Start a compost heap for your grass cuttings and garden waste

Starting your own compost heap solves a few niggling issues like disposing of lawn mower clippings and other garden waste. Compost heaps also help you reduce food and even packaging waste that goes into your bulging wheelie bin.

What is compost?

Soil and compost are not the same thing. Your basic soil comprises ground up sand, silt and clay from the natural surface of the earth. It might also contain a small amount of organic matter and nutrients.

Compost is mostly created by people. It’s a heady mix of decaying organic materials, broken down by oxygen, water, bacteria and detrivores (worms, slugs, snails etc). It’s rich in nutrients that helps plants grow.

What’s a compost heap?

This is literally a heap of decaying organic matter somewhere in your garden - sheltered against extremes of temperature and well-drained. They are usually contained slightly by a wooden perimeter but otherwise are uncovered to the elements.

Many people prefer the speed and efficiency of a compost bin. They retain warmth and moisture and will turn organic matter into compost more quickly. A good compost bin should shelter the matter from rain and have drainage holes. They also need to facilitate air flow and can be open or closed at the bottom.

Step-by-step building a compost heap

  1. Locate a good site for your compost heap or bin - fairly sheltered, in partial shade, with good drainage.
  2. Add some ready-made compost to the bottom of a closed-bottom bin.
  3. A layer of twigs and straw provides great drainage and airflow. A few inches should do it.
  4. Start adding layers of matter, alternating between brown waste (woody, tough matter) and green (leafy, food, grass cuttings).
  5. If you have a closed compost bin, you should introduce worms, who will aerate and process the organic matter. You can buy various worm types specifically suitable for composting. You can add extra worms to your garden too.

Maintaining your compost heap

  1. Turn regularly with a pitchfork to aerate and mix
  2. Don’t layer new additions, fork them in well
  3. Let the rain keep the heap/bin moist or water it (don’t soak)

Harvesting your compost

Homemade compost can take between six months and two years to mature. You’ll be able to tell if it’s ready to use when it’s become a rich dark brown with a crumbly texture. It should smell damp but not unpleasant.

You might find that, because you’ve been adding to your heap or bin over time, that you have some un-rotted lumps and clumps. Simply sort these back into your heap to mature.
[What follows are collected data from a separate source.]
// SPDX-License-Identifier: AGPL-3.0-or-later
//
// Copyright (C) 2026 Relational Network

//! Password hashing and verification (bcrypt).
//!
//! bcrypt only reads the first 72 bytes of its input. Passwords are cut to
//! that length (UTF-8 bytes) before hashing and before verifying, so two
//! passwords that differ only after byte 72 produce interchangeable hashes.

use std::sync::OnceLock;

use pwhash::bcrypt::{self, BcryptSetup};

/// bcrypt input limit in bytes.
pub const MAX_PASSWORD_BYTES: usize = 72;

/// Default work factor.
pub const DEFAULT_HASH_COST: u32 = 12;

/// Hash checked when a login names no password account, so that branch costs
/// one bcrypt round like a real mismatch.
static DECOY_HASH: OnceLock<Option<String>> = OnceLock::new();

#[derive(Debug, thiserror::Error)]
pub enum CredentialError {
    #[error("password hashing failed: {0}")]
    Hash(String),
}

/// Salted, cost-tunable password hasher.
#[derive(Debug, Clone, Copy)]
pub struct CredentialStore {
    cost: u32,
}

impl Default for CredentialStore {
    fn default() -> Self {
        Self::new(DEFAULT_HASH_COST)
    }
}

impl CredentialStore {
    pub fn new(cost: u32) -> Self {
        Self { cost }
    }

    pub fn cost(&self) -> u32 {
        self.cost
    }

    /// Hash a password with a fresh random salt.
    pub fn hash(&self, password: &str) -> Result<String, CredentialError> {
        let setup = BcryptSetup {
            cost: Some(self.cost),
            ..Default::default()
        };
        bcrypt::hash_with(setup, truncate(password)).map_err(|e| CredentialError::Hash(e.to_string()))
    }

    /// Check a password against a stored hash.
    ///
    /// A malformed or foreign hash yields `false`.
    pub fn verify(&self, password: &str, hash: &str) -> bool {
        bcrypt::verify(truncate(password), hash)
    }

    /// Verify against a stored hash if there is one, otherwise against a
    /// decoy. The work done is the same either way; no hash always fails.
    pub fn verify_or_decoy(&self, password: &str, hash: Option<&str>) -> bool {
        match hash {
            Some(hash) => self.verify(password, hash),
            None => {
                if let Some(decoy) = DECOY_HASH.get_or_init(|| self.hash("decoy").ok()) {
                    let _ = bcrypt::verify(truncate(password), decoy);
                }
                false
            }
        }
    }
}

fn truncate(password: &str) -> &[u8] {
    let bytes = password.as_bytes();
    &bytes[..bytes.len().min(MAX_PASSWORD_BYTES)]
}
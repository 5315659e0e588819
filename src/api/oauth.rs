// SPDX-License-Identifier: AGPL-3.0-or-later
//
// Copyright (C) 2026 Relational Network

//! Provider sign-in: redirect out, come back, resolve to a local user.

use axum::{
    extract::{Path, Query, State},
    response::{IntoResponse, Redirect, Response},
    Json,
};
use tracing::{debug, info, warn};

use crate::error::ApiError;
use crate::identity::{ExternalIdentity, IdentityResolver, OAuthProvider};
use crate::models::{OAuthCallbackQuery, TokenResponse};
use crate::state::AppState;
use crate::storage::{OAuthStateStore, PendingAuthorization};

fn enabled_provider(
    state: &AppState,
    provider: &str,
) -> Result<std::sync::Arc<dyn OAuthProvider>, ApiError> {
    state.providers.get(provider).ok_or_else(|| {
        debug!(provider = %provider, "Login requested for disabled provider");
        ApiError::provider_not_enabled()
    })
}

/// Redirect the browser to the provider's consent page.
#[utoipa::path(
    get,
    path = "/auth/{provider}/login",
    tag = "OAuth",
    params(("provider" = String, Path, description = "`google` or `github`")),
    responses(
        (status = 303, description = "Redirect to the provider"),
        (status = 400, description = "Provider not enabled")
    )
)]
pub async fn login(
    State(state): State<AppState>,
    Path(provider): Path<String>,
) -> Result<Redirect, ApiError> {
    let provider = enabled_provider(&state, &provider)?;
    let request = provider.authorization_request();

    state.db.save(
        &request.state,
        &PendingAuthorization::new(provider.name(), request.pkce_verifier),
    )?;

    debug!(provider = provider.name(), "Redirecting to provider");
    Ok(Redirect::to(&request.url))
}

/// Finish a provider sign-in and issue a token.
///
/// With `FRONTEND_REDIRECT_URL` set the token is handed to the frontend in
/// the URL fragment; otherwise it is returned as JSON.
#[utoipa::path(
    get,
    path = "/auth/{provider}/callback",
    tag = "OAuth",
    params(
        ("provider" = String, Path, description = "`google` or `github`"),
        OAuthCallbackQuery
    ),
    responses(
        (status = 200, description = "Token issued", body = TokenResponse),
        (status = 303, description = "Redirect to the frontend with the token"),
        (status = 400, description = "Invalid callback or provider not enabled"),
        (status = 409, description = "Email belongs to an account that may not be linked"),
        (status = 502, description = "Provider request failed")
    )
)]
pub async fn callback(
    State(state): State<AppState>,
    Path(provider): Path<String>,
    Query(query): Query<OAuthCallbackQuery>,
) -> Result<Response, ApiError> {
    let provider = enabled_provider(&state, &provider)?;

    if let Some(error) = query.error {
        info!(provider = provider.name(), error = %error, "Provider refused authorization");
        return Err(ApiError::bad_request("Authorization was denied by the provider"));
    }
    let (Some(code), Some(csrf_state)) = (query.code, query.state) else {
        return Err(ApiError::bad_request("Missing code or state"));
    };

    let Some(pending) = state.db.take(&csrf_state, provider.name())? else {
        warn!(provider = provider.name(), "Unknown or expired OAuth state");
        return Err(ApiError::bad_request("Invalid or expired OAuth state"));
    };

    let access_token = provider.exchange_code(&code, &pending.pkce_verifier).await?;
    let profile = provider.fetch_profile(&access_token).await?;
    let identity = ExternalIdentity::from_profile(provider.name(), profile)
        .ok_or_else(ApiError::provider_email_missing)?;

    let resolved =
        IdentityResolver::new(&*state.db, state.settings.link_policy).resolve(&identity)?;
    let user = resolved.user;
    info!(
        user_id = %user.id,
        provider = provider.name(),
        outcome = resolved.outcome.as_str(),
        "Provider login"
    );

    let token = state.issuer.issue(&user.id.to_string(), Some(&user.email))?;

    match &state.settings.frontend_redirect_url {
        Some(frontend) => {
            let mut target = frontend.clone();
            target.set_fragment(Some(&format!("access_token={token}&token_type=bearer")));
            Ok(Redirect::to(target.as_str()).into_response())
        }
        None => Ok(Json(TokenResponse::bearer(token)).into_response()),
    }
}
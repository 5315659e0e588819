// SPDX-License-Identifier: AGPL-3.0-or-later
//
// Copyright (C) 2026 Relational Network

use axum::{extract::State, http::StatusCode, Json};
use serde::Serialize;
use tracing::warn;
use utoipa::ToSchema;

use crate::state::AppState;

/// Health check response with individual component status.
#[derive(Debug, Serialize, ToSchema)]
pub struct ReadyResponse {
    /// Overall health status ("ok" or "degraded").
    pub status: String,
    pub checks: HealthChecks,
}

/// Individual health check results.
#[derive(Debug, Serialize, ToSchema)]
pub struct HealthChecks {
    pub service: String,
    /// User database reachable ("ok" or "unavailable").
    pub database: String,
    /// Active signing algorithm and, for RSA, its key id.
    pub signing_key: String,
}

/// Simple health check response for liveness probes.
#[derive(Debug, Serialize, ToSchema)]
pub struct HealthResponse {
    pub status: String,
}

fn check_database(state: &AppState) -> String {
    match state.db.ping() {
        Ok(()) => "ok".to_string(),
        Err(e) => {
            warn!(error = %e, "Database health check failed");
            "unavailable".to_string()
        }
    }
}

fn describe_signing_key(state: &AppState) -> String {
    let keys = state.jwks.keys();
    match keys.kid() {
        Some(kid) => format!("{:?} ({kid})", keys.algorithm()),
        None => format!("{:?}", keys.algorithm()),
    }
}

/// Readiness check.
///
/// Returns 200 if the database answers, 503 otherwise.
#[utoipa::path(
    get,
    path = "/health",
    tag = "Health",
    responses(
        (status = 200, description = "Service is healthy", body = ReadyResponse),
        (status = 503, description = "Service is unhealthy", body = ReadyResponse)
    )
)]
pub async fn health(State(state): State<AppState>) -> (StatusCode, Json<ReadyResponse>) {
    let database = check_database(&state);
    let all_ok = database == "ok";

    let response = ReadyResponse {
        status: if all_ok { "ok" } else { "degraded" }.to_string(),
        checks: HealthChecks {
            service: "ok".to_string(),
            database,
            signing_key: describe_signing_key(&state),
        },
    };

    let status = if all_ok {
        StatusCode::OK
    } else {
        StatusCode::SERVICE_UNAVAILABLE
    };

    (status, Json(response))
}

/// Liveness probe handler.
///
/// Always returns 200 if the process is running.
#[utoipa::path(
    get,
    path = "/health/live",
    tag = "Health",
    responses(
        (status = 200, description = "Service is alive", body = HealthResponse)
    )
)]
pub async fn liveness() -> Json<HealthResponse> {
    Json(HealthResponse {
        status: "ok".to_string(),
    })
}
What can go on a compost heap?

The beauty of a compost heap is that it’s a short journey between your lawn and your compost heap. No plant bits in the back of your car. No queue at the tip. No emissions.

  • Grass clippings
  • Fallen leaves
  • Broken/shredded woody cuttings
  • Plants, stalks and stems

Also, it’s probably not too far from your kitchen either:

  • Paper and cardboard
  • Egg boxes and eggshells
  • Fruit and vegetables
  • Tea (biodegradable bags)
  • Uncooked kitchen waste

Avoid these ingredients

  • No meat or bones
  • No dairy products
  • No diseased plants
  • No poo from meat-eaters (cats, dogs, humans)
  • No seed heads


  • Start now - in a few months, you’ll be glad you did.
  • Smaller bins (less than 1m all round) generally don’t yield results as good as larger bins or heaps.
  • Don’t add manure from meat-eaters (like cats and dogs).
  • At times you’ll need to cover your heap against the wet and cold. You can use wood, plastic sheeting and carpet scraps for this.
  • Start with a roughly a half-and-half balance between green and brown organic matter and tweak it - add more browns if your compost is too wet, more greens if it's too dry.
  • Airflow can be enhanced by adding worms and forking. However, you can also add layers of cardboard.
  • Be wary of adding too many grass clippings as they might upset the green balance and become slimy. Add in thin layers.
  • Remember to keep the heap moist in dry weather – turning will give you an opportunity to assess the moisture level.
  • Break cuttings from your hedge, shrubs and trees into manageable portions with your hedge trimmer, chain saw or pole saw.